[Collected data]
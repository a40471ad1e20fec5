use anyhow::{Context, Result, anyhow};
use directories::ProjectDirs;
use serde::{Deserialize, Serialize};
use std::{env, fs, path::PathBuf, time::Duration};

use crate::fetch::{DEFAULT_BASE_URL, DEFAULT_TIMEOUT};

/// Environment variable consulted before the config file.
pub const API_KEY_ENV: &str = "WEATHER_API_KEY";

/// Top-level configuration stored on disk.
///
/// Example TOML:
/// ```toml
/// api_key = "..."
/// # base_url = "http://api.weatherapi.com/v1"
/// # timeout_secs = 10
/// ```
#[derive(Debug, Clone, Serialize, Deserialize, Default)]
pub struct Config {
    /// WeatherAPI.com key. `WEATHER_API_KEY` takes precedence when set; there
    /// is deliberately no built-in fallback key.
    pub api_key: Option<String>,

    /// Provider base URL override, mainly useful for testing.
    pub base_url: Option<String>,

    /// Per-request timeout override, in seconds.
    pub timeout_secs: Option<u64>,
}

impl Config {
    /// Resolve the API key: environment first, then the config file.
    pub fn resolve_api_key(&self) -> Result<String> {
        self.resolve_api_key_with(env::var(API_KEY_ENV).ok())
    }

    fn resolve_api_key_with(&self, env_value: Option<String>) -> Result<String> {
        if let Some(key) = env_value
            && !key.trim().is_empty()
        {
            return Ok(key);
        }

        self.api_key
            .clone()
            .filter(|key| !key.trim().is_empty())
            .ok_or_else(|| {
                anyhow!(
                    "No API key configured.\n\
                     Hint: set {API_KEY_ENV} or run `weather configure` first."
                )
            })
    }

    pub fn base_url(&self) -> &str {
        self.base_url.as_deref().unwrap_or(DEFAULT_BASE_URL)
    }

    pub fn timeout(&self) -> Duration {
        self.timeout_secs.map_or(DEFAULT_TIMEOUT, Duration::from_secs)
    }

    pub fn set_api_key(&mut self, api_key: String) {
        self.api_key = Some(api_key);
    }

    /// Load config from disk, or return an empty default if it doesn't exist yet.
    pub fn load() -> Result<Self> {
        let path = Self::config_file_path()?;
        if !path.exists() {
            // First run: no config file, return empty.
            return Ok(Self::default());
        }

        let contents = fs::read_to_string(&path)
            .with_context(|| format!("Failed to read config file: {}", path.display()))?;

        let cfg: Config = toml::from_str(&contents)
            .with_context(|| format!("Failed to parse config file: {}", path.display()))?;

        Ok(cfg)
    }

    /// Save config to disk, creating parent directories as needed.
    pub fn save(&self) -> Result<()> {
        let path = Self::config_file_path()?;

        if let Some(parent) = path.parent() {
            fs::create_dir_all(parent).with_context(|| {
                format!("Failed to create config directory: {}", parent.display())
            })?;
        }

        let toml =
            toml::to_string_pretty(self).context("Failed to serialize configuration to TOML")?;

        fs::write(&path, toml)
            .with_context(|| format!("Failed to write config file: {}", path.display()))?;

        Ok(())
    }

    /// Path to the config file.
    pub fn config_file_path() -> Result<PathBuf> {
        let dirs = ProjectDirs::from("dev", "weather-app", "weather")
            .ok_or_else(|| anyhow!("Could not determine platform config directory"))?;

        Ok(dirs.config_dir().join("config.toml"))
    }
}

▶ Work to be completed: Check each line of the records for the word "PathBuf", and show the lines that contain it.

▶ Answer to the exercise:
use std::{env, fs, path::PathBuf, time::Duration};
    pub fn config_file_path() -> Result<PathBuf> {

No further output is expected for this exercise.